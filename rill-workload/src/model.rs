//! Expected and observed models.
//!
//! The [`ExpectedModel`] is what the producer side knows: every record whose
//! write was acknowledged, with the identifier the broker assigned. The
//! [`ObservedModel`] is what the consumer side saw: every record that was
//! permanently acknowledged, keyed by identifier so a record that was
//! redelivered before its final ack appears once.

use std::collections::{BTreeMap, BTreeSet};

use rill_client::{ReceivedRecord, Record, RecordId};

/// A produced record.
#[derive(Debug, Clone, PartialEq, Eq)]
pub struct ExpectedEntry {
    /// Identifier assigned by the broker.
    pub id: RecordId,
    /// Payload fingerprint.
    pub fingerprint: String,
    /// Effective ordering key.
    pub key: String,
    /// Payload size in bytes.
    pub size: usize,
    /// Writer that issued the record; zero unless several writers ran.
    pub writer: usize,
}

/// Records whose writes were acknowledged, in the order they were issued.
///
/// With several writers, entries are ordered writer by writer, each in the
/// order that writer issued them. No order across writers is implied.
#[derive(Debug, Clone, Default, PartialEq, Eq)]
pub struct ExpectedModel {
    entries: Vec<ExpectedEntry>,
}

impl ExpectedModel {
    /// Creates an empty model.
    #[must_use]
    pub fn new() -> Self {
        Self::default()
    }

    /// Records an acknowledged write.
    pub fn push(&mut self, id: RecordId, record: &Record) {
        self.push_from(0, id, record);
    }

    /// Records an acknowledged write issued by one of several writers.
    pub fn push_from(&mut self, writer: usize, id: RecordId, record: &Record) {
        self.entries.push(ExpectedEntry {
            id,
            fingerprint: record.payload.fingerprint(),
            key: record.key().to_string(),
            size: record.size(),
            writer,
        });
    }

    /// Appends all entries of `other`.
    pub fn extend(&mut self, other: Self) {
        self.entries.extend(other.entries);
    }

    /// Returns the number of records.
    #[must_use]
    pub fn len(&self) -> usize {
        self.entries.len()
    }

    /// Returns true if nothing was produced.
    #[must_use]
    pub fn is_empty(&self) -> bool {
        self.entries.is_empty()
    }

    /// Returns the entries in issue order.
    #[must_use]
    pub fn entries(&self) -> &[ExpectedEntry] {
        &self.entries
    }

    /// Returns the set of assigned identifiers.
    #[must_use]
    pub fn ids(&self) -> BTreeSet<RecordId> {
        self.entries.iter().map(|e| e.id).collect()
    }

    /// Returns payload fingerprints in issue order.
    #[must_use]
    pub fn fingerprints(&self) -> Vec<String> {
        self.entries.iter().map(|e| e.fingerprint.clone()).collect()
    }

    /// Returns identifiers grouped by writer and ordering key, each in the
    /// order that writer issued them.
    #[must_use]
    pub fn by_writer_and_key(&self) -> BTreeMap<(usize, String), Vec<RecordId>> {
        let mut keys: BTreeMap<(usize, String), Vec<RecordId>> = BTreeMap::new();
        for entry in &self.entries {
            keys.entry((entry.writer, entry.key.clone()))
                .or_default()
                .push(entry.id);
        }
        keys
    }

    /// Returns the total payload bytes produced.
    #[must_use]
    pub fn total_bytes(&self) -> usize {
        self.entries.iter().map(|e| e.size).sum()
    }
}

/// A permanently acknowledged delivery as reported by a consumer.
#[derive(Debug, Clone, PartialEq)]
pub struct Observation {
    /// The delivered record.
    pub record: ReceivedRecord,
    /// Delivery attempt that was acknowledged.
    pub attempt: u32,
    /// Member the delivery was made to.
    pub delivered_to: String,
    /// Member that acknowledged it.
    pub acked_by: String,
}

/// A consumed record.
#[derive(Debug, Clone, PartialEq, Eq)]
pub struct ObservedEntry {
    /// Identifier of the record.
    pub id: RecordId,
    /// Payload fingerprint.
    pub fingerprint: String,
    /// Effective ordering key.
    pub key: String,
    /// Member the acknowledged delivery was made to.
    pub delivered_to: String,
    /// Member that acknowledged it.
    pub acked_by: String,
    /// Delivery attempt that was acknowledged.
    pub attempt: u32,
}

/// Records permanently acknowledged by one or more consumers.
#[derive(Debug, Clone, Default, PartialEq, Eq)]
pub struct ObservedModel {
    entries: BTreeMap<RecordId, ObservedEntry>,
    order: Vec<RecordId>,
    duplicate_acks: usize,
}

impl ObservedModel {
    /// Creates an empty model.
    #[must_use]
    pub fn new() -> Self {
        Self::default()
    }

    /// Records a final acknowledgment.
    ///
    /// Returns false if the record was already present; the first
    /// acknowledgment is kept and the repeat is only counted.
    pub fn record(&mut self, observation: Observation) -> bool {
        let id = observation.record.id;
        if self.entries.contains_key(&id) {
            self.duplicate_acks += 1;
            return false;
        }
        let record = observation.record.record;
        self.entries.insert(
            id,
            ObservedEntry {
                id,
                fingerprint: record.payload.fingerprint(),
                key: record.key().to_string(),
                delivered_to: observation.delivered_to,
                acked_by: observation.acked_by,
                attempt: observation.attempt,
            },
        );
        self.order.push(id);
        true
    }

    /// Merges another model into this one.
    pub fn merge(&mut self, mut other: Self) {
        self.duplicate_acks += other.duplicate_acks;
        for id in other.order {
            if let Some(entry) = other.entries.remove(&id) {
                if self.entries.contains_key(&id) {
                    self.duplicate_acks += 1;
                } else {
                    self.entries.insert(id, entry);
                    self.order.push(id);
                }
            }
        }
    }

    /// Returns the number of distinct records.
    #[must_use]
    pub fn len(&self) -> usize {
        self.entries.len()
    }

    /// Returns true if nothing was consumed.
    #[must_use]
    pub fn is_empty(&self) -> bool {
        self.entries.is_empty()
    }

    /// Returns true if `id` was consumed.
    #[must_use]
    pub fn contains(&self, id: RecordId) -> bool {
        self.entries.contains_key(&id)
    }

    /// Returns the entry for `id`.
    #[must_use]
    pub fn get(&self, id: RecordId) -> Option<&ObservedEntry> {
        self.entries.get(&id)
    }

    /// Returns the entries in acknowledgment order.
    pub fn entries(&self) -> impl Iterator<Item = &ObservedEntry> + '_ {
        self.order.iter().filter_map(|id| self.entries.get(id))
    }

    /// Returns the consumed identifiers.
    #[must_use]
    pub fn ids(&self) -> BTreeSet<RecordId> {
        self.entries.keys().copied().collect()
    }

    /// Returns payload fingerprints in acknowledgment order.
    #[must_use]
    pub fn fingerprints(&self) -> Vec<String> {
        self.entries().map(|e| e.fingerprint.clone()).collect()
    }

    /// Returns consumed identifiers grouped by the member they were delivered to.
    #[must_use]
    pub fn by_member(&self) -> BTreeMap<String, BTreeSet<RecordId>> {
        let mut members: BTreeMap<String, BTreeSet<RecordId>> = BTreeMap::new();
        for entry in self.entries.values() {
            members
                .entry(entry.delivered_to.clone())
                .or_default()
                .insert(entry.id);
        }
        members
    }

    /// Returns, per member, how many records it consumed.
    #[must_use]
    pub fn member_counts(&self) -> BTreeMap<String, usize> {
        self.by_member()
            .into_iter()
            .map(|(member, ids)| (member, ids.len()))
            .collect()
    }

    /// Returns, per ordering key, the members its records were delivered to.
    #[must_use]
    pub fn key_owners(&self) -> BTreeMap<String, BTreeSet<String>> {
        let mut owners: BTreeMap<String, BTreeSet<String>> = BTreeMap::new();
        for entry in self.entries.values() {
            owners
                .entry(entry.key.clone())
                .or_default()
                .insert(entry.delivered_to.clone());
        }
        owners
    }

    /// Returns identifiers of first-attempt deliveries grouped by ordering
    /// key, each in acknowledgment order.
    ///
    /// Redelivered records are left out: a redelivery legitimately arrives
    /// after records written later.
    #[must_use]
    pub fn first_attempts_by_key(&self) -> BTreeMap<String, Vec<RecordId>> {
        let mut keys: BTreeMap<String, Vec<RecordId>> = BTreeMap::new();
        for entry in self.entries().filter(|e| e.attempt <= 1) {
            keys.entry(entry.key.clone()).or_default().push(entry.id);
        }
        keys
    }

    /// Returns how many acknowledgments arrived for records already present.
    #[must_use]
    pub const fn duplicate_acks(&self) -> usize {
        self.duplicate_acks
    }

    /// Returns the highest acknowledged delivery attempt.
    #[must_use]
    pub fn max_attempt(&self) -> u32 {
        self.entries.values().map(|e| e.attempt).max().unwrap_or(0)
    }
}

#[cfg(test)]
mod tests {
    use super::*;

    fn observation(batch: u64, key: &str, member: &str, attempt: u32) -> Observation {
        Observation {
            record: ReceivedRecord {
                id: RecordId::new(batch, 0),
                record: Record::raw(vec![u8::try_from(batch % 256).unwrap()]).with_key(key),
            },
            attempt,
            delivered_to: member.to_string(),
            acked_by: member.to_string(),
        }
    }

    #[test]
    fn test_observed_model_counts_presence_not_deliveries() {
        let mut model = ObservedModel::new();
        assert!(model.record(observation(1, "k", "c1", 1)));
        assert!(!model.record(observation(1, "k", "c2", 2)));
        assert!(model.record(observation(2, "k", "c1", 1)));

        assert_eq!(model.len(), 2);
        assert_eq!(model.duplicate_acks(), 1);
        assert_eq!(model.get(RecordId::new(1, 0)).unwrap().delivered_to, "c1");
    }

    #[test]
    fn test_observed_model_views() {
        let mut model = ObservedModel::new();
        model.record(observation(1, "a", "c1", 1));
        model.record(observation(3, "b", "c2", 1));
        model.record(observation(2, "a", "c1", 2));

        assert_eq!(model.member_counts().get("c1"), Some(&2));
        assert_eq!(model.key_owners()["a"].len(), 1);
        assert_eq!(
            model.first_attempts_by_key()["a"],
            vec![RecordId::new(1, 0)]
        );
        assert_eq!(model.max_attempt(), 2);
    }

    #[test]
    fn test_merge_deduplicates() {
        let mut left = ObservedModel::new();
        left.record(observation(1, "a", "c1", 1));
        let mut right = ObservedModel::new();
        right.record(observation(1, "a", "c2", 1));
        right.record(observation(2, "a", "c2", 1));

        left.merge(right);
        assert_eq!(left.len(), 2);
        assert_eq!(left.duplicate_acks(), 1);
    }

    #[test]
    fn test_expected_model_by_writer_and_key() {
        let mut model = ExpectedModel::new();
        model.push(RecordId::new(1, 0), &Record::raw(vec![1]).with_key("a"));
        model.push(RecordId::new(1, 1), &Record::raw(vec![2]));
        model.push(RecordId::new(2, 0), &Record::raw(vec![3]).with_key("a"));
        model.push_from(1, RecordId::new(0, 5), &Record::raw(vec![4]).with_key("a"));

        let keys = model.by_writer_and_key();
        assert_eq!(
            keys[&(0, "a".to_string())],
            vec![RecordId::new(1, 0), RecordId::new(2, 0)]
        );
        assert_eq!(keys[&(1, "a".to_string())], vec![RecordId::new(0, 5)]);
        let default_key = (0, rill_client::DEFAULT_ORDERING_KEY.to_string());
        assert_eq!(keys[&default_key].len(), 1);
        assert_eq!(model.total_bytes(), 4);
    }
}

** PROBLEM STATEMENT **
Scan the records above for lines with the word "were". Then report how many there are, as a bare number.

** SOLUTION **
3